Collected data:
------------------------------
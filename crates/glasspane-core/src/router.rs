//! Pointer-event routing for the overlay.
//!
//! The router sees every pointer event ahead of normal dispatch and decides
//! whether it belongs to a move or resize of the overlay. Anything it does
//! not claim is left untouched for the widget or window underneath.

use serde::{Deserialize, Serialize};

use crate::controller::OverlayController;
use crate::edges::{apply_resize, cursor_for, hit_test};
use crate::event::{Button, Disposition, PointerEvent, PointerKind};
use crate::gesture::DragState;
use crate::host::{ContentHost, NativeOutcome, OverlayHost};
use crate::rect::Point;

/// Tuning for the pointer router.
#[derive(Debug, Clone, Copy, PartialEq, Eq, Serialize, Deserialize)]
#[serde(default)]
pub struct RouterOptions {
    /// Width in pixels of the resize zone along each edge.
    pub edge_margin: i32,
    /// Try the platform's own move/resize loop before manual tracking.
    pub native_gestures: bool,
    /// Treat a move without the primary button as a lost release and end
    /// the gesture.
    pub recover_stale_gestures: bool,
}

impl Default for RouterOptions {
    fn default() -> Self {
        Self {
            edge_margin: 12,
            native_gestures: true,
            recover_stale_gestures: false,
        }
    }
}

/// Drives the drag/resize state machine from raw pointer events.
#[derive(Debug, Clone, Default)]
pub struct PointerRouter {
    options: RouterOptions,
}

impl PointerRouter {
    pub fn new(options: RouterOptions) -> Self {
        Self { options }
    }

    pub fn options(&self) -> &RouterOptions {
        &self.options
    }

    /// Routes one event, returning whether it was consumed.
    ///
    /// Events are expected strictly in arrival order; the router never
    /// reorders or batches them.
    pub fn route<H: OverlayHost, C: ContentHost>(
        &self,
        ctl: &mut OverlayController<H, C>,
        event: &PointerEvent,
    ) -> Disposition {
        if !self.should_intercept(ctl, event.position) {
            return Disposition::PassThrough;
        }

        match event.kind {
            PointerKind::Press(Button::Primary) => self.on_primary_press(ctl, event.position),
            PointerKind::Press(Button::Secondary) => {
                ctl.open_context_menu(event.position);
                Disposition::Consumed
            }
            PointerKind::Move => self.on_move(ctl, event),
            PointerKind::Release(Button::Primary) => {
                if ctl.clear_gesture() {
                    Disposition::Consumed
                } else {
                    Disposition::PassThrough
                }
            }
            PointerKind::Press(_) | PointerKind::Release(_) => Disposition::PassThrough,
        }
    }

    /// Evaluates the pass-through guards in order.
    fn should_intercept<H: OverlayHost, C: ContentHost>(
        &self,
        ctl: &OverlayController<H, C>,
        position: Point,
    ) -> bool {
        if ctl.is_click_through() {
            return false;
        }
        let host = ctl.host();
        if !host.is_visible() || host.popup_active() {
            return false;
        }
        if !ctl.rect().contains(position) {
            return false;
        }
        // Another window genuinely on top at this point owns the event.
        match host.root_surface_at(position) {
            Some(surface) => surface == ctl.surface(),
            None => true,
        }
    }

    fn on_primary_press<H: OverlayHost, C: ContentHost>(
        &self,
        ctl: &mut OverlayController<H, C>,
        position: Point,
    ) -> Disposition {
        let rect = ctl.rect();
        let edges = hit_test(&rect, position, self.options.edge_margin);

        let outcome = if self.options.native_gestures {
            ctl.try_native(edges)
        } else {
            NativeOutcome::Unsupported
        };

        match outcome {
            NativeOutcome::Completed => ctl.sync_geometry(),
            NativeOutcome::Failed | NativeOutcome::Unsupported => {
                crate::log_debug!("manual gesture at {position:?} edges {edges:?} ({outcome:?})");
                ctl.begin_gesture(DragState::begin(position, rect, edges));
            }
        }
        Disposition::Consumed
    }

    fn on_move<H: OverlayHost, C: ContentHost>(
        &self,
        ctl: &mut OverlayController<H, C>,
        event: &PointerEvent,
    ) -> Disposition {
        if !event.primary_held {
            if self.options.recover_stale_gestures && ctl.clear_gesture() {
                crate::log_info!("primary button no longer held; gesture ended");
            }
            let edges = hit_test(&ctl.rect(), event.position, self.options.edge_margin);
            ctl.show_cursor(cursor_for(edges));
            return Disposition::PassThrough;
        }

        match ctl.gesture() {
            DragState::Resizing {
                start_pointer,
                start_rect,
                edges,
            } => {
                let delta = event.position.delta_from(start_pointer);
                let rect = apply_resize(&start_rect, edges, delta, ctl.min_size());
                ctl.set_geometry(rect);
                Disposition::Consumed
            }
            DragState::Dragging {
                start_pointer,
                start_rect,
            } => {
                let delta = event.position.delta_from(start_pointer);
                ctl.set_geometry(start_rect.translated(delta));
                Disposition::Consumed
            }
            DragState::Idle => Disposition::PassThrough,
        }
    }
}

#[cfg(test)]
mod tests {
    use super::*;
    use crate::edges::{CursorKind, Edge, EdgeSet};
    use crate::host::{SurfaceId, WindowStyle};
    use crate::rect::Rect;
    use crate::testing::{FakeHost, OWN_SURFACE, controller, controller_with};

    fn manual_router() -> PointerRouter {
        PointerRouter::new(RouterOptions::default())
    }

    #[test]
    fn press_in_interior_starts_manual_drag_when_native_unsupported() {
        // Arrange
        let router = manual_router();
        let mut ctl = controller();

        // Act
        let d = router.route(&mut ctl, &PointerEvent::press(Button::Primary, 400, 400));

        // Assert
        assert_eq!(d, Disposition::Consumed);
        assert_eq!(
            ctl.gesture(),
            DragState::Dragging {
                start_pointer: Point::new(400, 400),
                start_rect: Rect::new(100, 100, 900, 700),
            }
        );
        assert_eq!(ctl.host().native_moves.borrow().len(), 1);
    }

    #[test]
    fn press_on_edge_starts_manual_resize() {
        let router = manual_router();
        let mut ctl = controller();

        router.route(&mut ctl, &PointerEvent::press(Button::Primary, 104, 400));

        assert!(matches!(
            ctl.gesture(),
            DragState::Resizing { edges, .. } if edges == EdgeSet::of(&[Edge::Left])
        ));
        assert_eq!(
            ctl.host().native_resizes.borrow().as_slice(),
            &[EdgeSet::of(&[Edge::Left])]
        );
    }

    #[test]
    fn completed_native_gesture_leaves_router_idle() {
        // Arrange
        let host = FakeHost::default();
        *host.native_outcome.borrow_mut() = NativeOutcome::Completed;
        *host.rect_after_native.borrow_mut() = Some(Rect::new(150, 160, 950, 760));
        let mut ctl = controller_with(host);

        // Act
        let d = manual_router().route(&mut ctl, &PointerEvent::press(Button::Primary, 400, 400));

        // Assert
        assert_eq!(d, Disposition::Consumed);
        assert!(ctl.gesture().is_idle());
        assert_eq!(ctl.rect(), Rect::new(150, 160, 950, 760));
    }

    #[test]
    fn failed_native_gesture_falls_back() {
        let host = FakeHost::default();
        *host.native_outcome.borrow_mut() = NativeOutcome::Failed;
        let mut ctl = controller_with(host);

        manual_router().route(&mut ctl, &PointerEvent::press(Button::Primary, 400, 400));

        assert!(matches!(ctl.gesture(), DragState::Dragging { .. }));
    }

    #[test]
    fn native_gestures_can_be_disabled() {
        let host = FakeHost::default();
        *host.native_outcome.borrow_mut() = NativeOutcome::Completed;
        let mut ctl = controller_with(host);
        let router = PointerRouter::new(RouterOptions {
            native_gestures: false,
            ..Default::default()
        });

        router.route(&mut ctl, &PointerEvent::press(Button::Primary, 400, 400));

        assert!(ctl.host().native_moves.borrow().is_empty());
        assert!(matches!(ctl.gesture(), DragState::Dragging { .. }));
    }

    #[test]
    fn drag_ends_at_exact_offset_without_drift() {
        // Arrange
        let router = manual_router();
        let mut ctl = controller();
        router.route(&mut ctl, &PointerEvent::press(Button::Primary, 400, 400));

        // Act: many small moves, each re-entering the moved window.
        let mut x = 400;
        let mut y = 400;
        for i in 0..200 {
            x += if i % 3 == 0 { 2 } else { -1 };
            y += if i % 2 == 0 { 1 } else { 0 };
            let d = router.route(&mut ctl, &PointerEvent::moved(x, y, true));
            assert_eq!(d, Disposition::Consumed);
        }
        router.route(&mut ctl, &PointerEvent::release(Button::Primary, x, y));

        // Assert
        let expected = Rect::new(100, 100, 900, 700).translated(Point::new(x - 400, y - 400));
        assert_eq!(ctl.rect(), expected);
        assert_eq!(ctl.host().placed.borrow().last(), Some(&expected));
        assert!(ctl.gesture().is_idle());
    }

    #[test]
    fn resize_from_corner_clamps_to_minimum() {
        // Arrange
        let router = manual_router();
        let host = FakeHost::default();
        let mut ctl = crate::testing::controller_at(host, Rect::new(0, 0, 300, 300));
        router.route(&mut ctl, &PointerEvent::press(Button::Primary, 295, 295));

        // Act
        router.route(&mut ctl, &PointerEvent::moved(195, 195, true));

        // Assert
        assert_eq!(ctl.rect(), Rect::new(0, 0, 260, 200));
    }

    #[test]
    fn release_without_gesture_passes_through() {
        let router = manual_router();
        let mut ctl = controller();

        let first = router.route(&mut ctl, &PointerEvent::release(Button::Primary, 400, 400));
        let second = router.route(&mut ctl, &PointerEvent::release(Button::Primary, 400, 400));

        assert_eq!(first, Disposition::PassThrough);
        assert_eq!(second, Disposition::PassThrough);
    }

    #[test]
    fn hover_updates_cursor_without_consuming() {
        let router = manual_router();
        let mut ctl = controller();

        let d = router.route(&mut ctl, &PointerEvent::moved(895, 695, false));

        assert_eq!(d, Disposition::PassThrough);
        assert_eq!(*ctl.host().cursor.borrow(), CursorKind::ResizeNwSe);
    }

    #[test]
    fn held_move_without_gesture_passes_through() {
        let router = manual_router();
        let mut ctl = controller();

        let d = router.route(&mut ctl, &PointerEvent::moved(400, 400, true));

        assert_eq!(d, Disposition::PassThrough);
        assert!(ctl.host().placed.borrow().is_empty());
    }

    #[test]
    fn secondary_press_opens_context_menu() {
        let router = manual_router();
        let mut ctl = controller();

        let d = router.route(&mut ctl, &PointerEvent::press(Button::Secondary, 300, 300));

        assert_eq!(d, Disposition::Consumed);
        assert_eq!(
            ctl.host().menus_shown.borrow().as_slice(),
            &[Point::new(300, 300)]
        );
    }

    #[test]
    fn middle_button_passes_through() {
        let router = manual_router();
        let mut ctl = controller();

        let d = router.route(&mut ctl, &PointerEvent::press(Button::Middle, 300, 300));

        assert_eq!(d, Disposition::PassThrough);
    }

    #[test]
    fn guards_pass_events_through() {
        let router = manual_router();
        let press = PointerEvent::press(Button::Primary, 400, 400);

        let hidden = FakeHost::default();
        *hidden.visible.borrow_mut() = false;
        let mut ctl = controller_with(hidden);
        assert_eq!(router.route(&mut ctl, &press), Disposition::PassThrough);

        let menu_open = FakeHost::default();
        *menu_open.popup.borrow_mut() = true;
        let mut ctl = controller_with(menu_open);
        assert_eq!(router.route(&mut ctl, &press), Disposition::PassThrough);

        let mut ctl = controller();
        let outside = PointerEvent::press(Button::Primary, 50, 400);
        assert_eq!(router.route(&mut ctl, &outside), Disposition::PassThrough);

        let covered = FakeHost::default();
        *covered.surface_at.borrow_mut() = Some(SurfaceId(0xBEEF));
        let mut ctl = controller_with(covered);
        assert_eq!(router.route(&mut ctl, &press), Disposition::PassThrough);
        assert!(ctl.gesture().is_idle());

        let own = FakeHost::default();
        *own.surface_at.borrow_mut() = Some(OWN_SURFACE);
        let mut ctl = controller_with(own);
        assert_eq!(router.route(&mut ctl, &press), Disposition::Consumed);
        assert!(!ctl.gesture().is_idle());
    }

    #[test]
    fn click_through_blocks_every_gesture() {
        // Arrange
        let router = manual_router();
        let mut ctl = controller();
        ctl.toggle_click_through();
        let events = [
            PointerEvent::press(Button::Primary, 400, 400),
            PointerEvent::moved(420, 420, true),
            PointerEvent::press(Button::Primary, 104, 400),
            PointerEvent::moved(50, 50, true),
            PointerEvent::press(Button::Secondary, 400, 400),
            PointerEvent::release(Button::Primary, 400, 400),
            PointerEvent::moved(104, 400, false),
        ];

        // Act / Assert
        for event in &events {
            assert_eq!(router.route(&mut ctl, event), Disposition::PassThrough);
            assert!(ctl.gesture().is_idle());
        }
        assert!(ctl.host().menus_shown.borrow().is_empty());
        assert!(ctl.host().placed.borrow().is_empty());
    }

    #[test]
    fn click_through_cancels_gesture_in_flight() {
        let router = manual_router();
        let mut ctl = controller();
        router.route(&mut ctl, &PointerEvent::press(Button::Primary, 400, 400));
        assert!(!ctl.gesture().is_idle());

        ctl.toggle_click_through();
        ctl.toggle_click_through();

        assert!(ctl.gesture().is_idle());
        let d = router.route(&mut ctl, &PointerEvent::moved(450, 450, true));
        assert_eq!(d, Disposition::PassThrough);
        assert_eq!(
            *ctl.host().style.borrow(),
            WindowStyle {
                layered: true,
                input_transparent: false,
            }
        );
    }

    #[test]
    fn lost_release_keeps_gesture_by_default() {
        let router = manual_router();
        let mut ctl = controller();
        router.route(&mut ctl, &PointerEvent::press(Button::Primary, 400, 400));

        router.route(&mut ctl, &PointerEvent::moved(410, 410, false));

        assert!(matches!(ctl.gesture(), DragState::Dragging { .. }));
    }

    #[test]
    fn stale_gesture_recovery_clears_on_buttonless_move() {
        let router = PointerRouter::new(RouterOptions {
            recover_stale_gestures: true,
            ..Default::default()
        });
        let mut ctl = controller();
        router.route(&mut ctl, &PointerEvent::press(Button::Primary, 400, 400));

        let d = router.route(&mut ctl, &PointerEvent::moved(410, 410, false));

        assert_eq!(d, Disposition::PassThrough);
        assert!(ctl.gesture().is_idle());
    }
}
------------------------------
WHAT IS EXPECTED: In the lines above, spot each one that contains the word "outside" and copy it.

WORKED SOLUTION:
        let outside = PointerEvent::press(Button::Primary, 50, 400);
        assert_eq!(router.route(&mut ctl, &outside), Disposition::PassThrough);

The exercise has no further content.